Além destes, também foram bloqueados os bens da contadora Maria do Socorro Alves até a soma de três milhões e seiscentos mil reais e os do prefeito de Mocajuba, Rosiel Costa, no montante de cinco milhões de reais.
Foi determinada também a quebra do sigilo bancário e fiscal dos acusados referentes à movimentação financeira e às declarações de imposto de renda dos últimos cinco anos.
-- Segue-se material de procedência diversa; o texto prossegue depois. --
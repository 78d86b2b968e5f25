//! Field validators for form input. Each returns the normalized value or a validation error.

use crate::error::AppError;
use chrono::{DateTime, Datelike, FixedOffset, Local, NaiveDate, NaiveDateTime};
use once_cell::sync::Lazy;
use regex::Regex;
use serde_json::{Number, Value};

const LETTERS: &str = "a-zA-Zа-яА-ЯёЁ";

fn compiled(pattern: &str) -> Regex {
    Regex::new(pattern).expect("valid regex")
}

static ONLY_SYMBOLS: Lazy<Regex> = Lazy::new(|| compiled(&format!("^[{}]+$", LETTERS)));
static SYMBOLS_AND_SPACES: Lazy<Regex> = Lazy::new(|| compiled(&format!(r"^[{}\s]+$", LETTERS)));
static EMAIL: Lazy<Regex> =
    Lazy::new(|| compiled(r"^[a-zA-Z0-9_.+-]+@[a-zA-Z0-9-]+\.[a-zA-Z0-9.-]+$"));
static RU_PHONE: Lazy<Regex> = Lazy::new(|| compiled(r"^\+7[0-9]{10}$"));
static HTML_TAG: Lazy<Regex> = Lazy::new(|| compiled(r"(?i)<\s*[a-z][\s\S]*>|</\s*[a-z][\s\S]*>"));
static TELEGRAM: Lazy<Regex> = Lazy::new(|| compiled(r"^@[0-9a-zA-Z_]+$"));
static TITLE: Lazy<Regex> = Lazy::new(|| compiled(&format!(r"^[{}0-9\s.,/\-()№:]+$", LETTERS)));
static YEAR_MONTH: Lazy<Regex> = Lazy::new(|| compiled(r"^([0-9]{4})-([0-9]{2})$"));

fn invalid<T>(msg: impl Into<String>) -> Result<T, AppError> {
    Err(AppError::validation(msg))
}

/// Apply `validate` to present values only.
pub fn skip_if_none<T, U, F>(value: Option<T>, validate: F) -> Result<Option<U>, AppError>
where
    F: FnOnce(T) -> Result<U, AppError>,
{
    value.map(validate).transpose()
}

pub fn validate_filename(filename: &str) -> Result<&str, AppError> {
    if filename.is_empty() {
        return invalid("filename is required");
    }
    Ok(filename)
}

pub fn check_not_empty(value: &str) -> Result<String, AppError> {
    let trimmed = value.trim();
    if trimmed.is_empty() {
        return invalid("field must not be empty");
    }
    Ok(trimmed.to_string())
}

/// Trimmed length in characters must lie within `[min_length, max_length]`.
pub fn check_length(value: &str, min_length: usize, max_length: usize) -> Result<String, AppError> {
    let trimmed = value.trim();
    let len = trimmed.chars().count();
    if len < min_length {
        return invalid(format!("field must be at least {} characters", min_length));
    }
    if len > max_length {
        return invalid(format!("field must not exceed {} characters", max_length));
    }
    Ok(trimmed.to_string())
}

pub fn check_max_length_255(value: &str) -> Result<String, AppError> {
    check_length(value, 0, 255)
}

pub fn check_max_length_1000(value: &str) -> Result<String, AppError> {
    check_length(value, 0, 1000)
}

/// Latin or Cyrillic letters only. Empty passes.
pub fn check_only_symbols(value: &str) -> Result<&str, AppError> {
    if !value.is_empty() && !ONLY_SYMBOLS.is_match(value) {
        return invalid("field may contain only letters (latin/cyrillic)");
    }
    Ok(value)
}

pub fn check_only_symbols_and_spaces(value: &str) -> Result<String, AppError> {
    if !value.is_empty() && !SYMBOLS_AND_SPACES.is_match(value) {
        return invalid("field may contain only letters (latin/cyrillic) and spaces");
    }
    Ok(value.trim().to_string())
}

pub fn check_email_pattern(value: &str) -> Result<&str, AppError> {
    if !EMAIL.is_match(value) {
        return invalid("invalid email format");
    }
    Ok(value)
}

/// `+7` followed by ten digits. Empty passes.
pub fn check_russian_phone_number(value: &str) -> Result<&str, AppError> {
    if !value.is_empty() && !RU_PHONE.is_match(value) {
        return invalid("invalid phone number format, expected +7XXXXXXXXXX");
    }
    Ok(value)
}

pub fn check_no_html_scripts(value: &str) -> Result<String, AppError> {
    if HTML_TAG.is_match(value) {
        return invalid("text must not contain HTML or scripts");
    }
    Ok(value.trim().to_string())
}

/// Parse an RFC 3339 datetime; values without an offset are rejected.
pub fn check_has_timezone(value: &str) -> Result<DateTime<FixedOffset>, AppError> {
    match DateTime::parse_from_rfc3339(value) {
        Ok(dt) => Ok(dt),
        Err(_) if NaiveDateTime::parse_from_str(value, "%Y-%m-%dT%H:%M:%S%.f").is_ok() => {
            invalid("datetime must include a timezone")
        }
        Err(e) => invalid(format!("invalid datetime: {}", e)),
    }
}

pub fn check_integer(value: &Value) -> Result<i64, AppError> {
    match value {
        Value::Number(n) if n.is_i64() || n.is_u64() => match n.as_i64() {
            Some(i) => Ok(i),
            None => invalid("integer is out of range"),
        },
        _ => invalid("value must be an integer"),
    }
}

pub fn check_positive_num(value: &Value) -> Result<Number, AppError> {
    let n = match value {
        Value::Number(n) => n,
        _ => return invalid("value must be a number"),
    };
    if n.as_f64().map(|f| f <= 0.0).unwrap_or(true) {
        return invalid("value must be greater than zero");
    }
    Ok(n.clone())
}

pub fn check_no_double_spaces(value: &str) -> Result<String, AppError> {
    let trimmed = value.trim();
    if trimmed.contains("  ") {
        return invalid("text must not contain consecutive spaces");
    }
    Ok(trimmed.to_string())
}

/// Blank becomes `None`; anything else is trimmed.
pub fn check_empty_to_none(value: Option<&str>) -> Option<String> {
    let trimmed = value?.trim();
    if trimmed.is_empty() {
        None
    } else {
        Some(trimmed.to_string())
    }
}

/// True when the string contains any whitespace, visible or not.
pub fn check_hidden_or_spaces(value: &str) -> bool {
    value.chars().any(char::is_whitespace)
}

pub fn parse_year_month_strict(value: &str) -> Result<NaiveDate, AppError> {
    parse_year_month_strict_at(value, Local::now().date_naive())
}

/// `YYYY-MM` to the first day of that month. Months after `today`'s are rejected.
pub fn parse_year_month_strict_at(value: &str, today: NaiveDate) -> Result<NaiveDate, AppError> {
    let caps = match YEAR_MONTH.captures(value) {
        Some(c) => c,
        None => return invalid("expected format YYYY-MM"),
    };
    let year: i32 = caps[1].parse().map_err(|_| AppError::validation("invalid year"))?;
    let month: u32 = caps[2].parse().map_err(|_| AppError::validation("invalid month"))?;
    if !(1..=12).contains(&month) {
        return invalid("month must be between 01 and 12");
    }
    if year < 1900 {
        return invalid("year must not be before 1900");
    }
    if (year, month) > (today.year(), today.month()) {
        return invalid("date must not be in the future");
    }
    NaiveDate::from_ymd_opt(year, month, 1).ok_or_else(|| AppError::validation("invalid date"))
}

pub fn validate_graduation_year(value: i32) -> Result<i32, AppError> {
    validate_graduation_year_at(value, Local::now().date_naive())
}

pub fn validate_graduation_year_at(value: i32, today: NaiveDate) -> Result<i32, AppError> {
    if value < 1900 {
        return invalid("graduation year must not be before 1900");
    }
    if value > today.year() {
        return invalid("graduation year must not be in the future");
    }
    Ok(value)
}

pub fn validate_birth_date(birthday: NaiveDate) -> Result<NaiveDate, AppError> {
    validate_birth_date_at(birthday, Local::now().date_naive())
}

/// Not in the future and at least 16 full years before `today`.
pub fn validate_birth_date_at(
    birthday: NaiveDate,
    today: NaiveDate,
) -> Result<NaiveDate, AppError> {
    if birthday > today {
        return invalid("birth date must not be in the future");
    }
    let before_birthday = (today.month(), today.day()) < (birthday.month(), birthday.day());
    let age = today.year() - birthday.year() - i32::from(before_birthday);
    if age < 16 {
        return invalid("age must be at least 16");
    }
    Ok(birthday)
}

/// `@` plus letters, digits or underscores; 5 to 32 characters in total. Empty passes.
pub fn validate_telegram_nickname(value: &str) -> Result<&str, AppError> {
    if value.is_empty() {
        return Ok(value);
    }
    let len = value.chars().count();
    if len < 5 {
        return invalid("telegram nickname must be at least 5 characters");
    }
    if len > 32 {
        return invalid("telegram nickname must not exceed 32 characters");
    }
    if !TELEGRAM.is_match(value) {
        return invalid(
            "telegram nickname must start with @ and contain only letters, digits and underscores",
        );
    }
    Ok(value)
}

pub fn validate_title_symbols(value: &str) -> Result<String, AppError> {
    let trimmed = value.trim();
    if !TITLE.is_match(trimmed) {
        return invalid(
            "title may contain only letters (latin/cyrillic), digits, spaces and [. , / - ( ) № :]",
        );
    }
    Ok(trimmed.to_string())
}

pub fn check_symbols_numeric_spaces_special_char(value: &str) -> Result<String, AppError> {
    let trimmed = value.trim();
    if !TITLE.is_match(trimmed) {
        return invalid("field may contain only letters, digits, spaces and [. , / - ( ) № :]");
    }
    Ok(trimmed.to_string())
}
Além do imediato afastamento dos cargos e funções, pelo prazo de 180 dias, sem prejuízo de suas remunerações, do prefeito Rosiel Sabá Costa, do presidente da Câmara dos Vereadores Edinilton Domingos e dos servidores públicos Luiz Carlos Lopes, Willison Acioli e Ajax João Ferreira.
As investigações na esfera criminal e em relação a outros municípios estão a cargo da Procuradoria de Justiça do Ministério Público do Estado.

Entenda o caso
O Ministério Público do Estado instaurou procedimento investigatório para apurar a ocorrência de fraudes em licitações no município de Mocajuba, após solicitação da documentação relativa aos processos licitatórios dos anos de 2009/2012 e nada foi encaminhado ao MPE, pois, de acordo com os testemunhos colhidos durante o processo, ninguém sabia onde os documentos se encontravam.
Após uma visita de um representante do MPE ao setor de licitação do município, foi encaminhada uma cópia dos supostos processos licitatórios do ano de 2009. “A prefeitura encaminhou relação com cópia de todos os supostos procedimentos licitatórios realizados no ano de 2009 e ainda encaminhou as notas de empenho de 2009 a 2012. Depois foram encaminhados os procedimentos do ano de 2010. A demora devia-se ao fato de que os procedimentos estariam sendo montados e forjados”, afirmam os autores da ACP.

Além disso, foi também constatado que a empresa Point Frio, localizada na cidade de Belém, era usada no esquema como fachada das empresas Polo e era lá que estava acontecendo a montagem de vários procedimentos licitatórios do município de Mocajuba dos anos de 2012 e 2013, os que não haviam sido emitidos ao MPE, mesmo sendo requisitados.